Of about a dozen participants in these life-changing coaching sessions about one half were Hasidim and the other half were the so-called misnagdim, or the "opponents" of Hasidism. Until then I used to socialize with the latter.
It didn't take me a long time to notice a stark and startling contrast between these two groups of people though I know that not everyone in any social collective behaves stereotypically. The contrast between our Hasidic and non-Hasidic participants was between joy and depression. Naturally, I socialized mostly with these joyful and smiling Hasidim.
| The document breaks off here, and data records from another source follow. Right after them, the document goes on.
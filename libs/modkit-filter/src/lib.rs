#![cfg_attr(coverage_nightly, feature(coverage_attribute))]
//! `ModKit` automatic data filters.
//!
//! Named filters (soft-delete, tenant isolation, or any custom condition) are
//! registered once at startup and then applied to every retrieval of an
//! entity type that declares the matching capability. Each unit of work
//! carries its own [`UnitOfWorkFilterState`]; filters can be switched off or
//! on for a lexical scope through a [`ScopeGuard`], which restores the prior
//! flags when dropped.
//!
//! # Example
//! ```rust
//! use modkit_filter::{
//!     Capability, FieldAccess, FilterRegistry, FilterableEntity, MemoryQuery,
//!     UnitOfWorkFilterState, Value, builtin::SOFT_DELETE, fields,
//! };
//! use modkit_security::SecurityContext;
//!
//! struct Note {
//!     id: i64,
//!     is_deleted: bool,
//! }
//!
//! impl FilterableEntity for Note {
//!     const NAME: &'static str = "note";
//!     const CAPABILITIES: &'static [Capability] = &[Capability::SOFT_DELETABLE];
//! }
//!
//! impl FieldAccess for Note {
//!     fn field(&self, name: &str) -> Option<Value> {
//!         match name {
//!             "id" => Some(Value::I64(self.id)),
//!             fields::IS_DELETED => Some(Value::Bool(self.is_deleted)),
//!             _ => None,
//!         }
//!     }
//! }
//!
//! let notes = vec![
//!     Note { id: 1, is_deleted: false },
//!     Note { id: 2, is_deleted: true },
//! ];
//!
//! let registry = FilterRegistry::with_builtins()?.into_shared();
//! let mut state = UnitOfWorkFilterState::begin(registry, &SecurityContext::anonymous())?;
//!
//! assert_eq!(MemoryQuery::filtered(&notes, &state)?.count()?, 1);
//! {
//!     let guard = state.disable([SOFT_DELETE])?;
//!     assert_eq!(MemoryQuery::filtered(&notes, &guard)?.count()?, 2);
//! }
//! assert_eq!(MemoryQuery::filtered(&notes, &state)?.count()?, 1);
//! # Ok::<(), modkit_filter::FilterError>(())
//! ```

pub mod builtin;
pub mod capability;
pub mod config;
pub mod definition;
pub mod error;
pub mod guard;
pub mod interceptor;
pub mod memory;
pub mod predicate;
pub mod registry;
pub mod state;
pub mod value;

pub use capability::{Capability, FieldAccess, FilterableEntity, fields};
pub use config::{FilterConfig, FilterOverride};
pub use definition::{FilterDefinition, ParamDecl, SessionBinding, SessionSeed};
pub use error::{FilterError, FilterResult};
pub use guard::ScopeGuard;
pub use interceptor::{FilterTarget, QueryInterceptor};
pub use memory::MemoryQuery;
pub use predicate::{BoundPredicate, Operand, Predicate, UnboundParam};
pub use registry::FilterRegistry;
pub use state::UnitOfWorkFilterState;
pub use value::{Value, ValueKind};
Then I started wondering what is in the teachings and practice of Hasidism, and eventually ended up studying Chabad Hasidism for three years since November 2018. Now I know that if you study Hasidism properly, this will inevitably bring you true joy in life.
That's why it was a great shock to me to find those who don't smile among people who daven regularly at one local Chabad house to which I switched last September after davening at a modern Orthodox shul for 16 years. These people who don't smile (nor greet back) may not have studied Hasidism or may not have internalized its teachings.
The most scary people for me are those who never smile. Unfortunately, I've seen that there are such people even among frum Jews in general and at a Chabad house in particular.
The most dominant emotion that is evoked inside me every time I see someone who doesn't smile is compassion as there were times when I myself didn't smile in my mid-twenties.
I believe that smile and lack thereof reflect how much our inner sun is covered by the clouds of our egoic thoughts. I also believe that smile can be infectious as King Solomon says, "Like water face to face, thus the heart of man to man" (Proverbs 27:19 - this English translation is by Robert Alter). If I smile to strangers, they generally smile back to me.
But unfortunately, there are a minority of people whose soul is covered so thickly with the clouds of their egoic thoughts that no smile of anyone else can dispel these clouds. All I can do with them is just to keep smiling to them if I have to see them regularly, hoping and praying that one day they will also start smiling.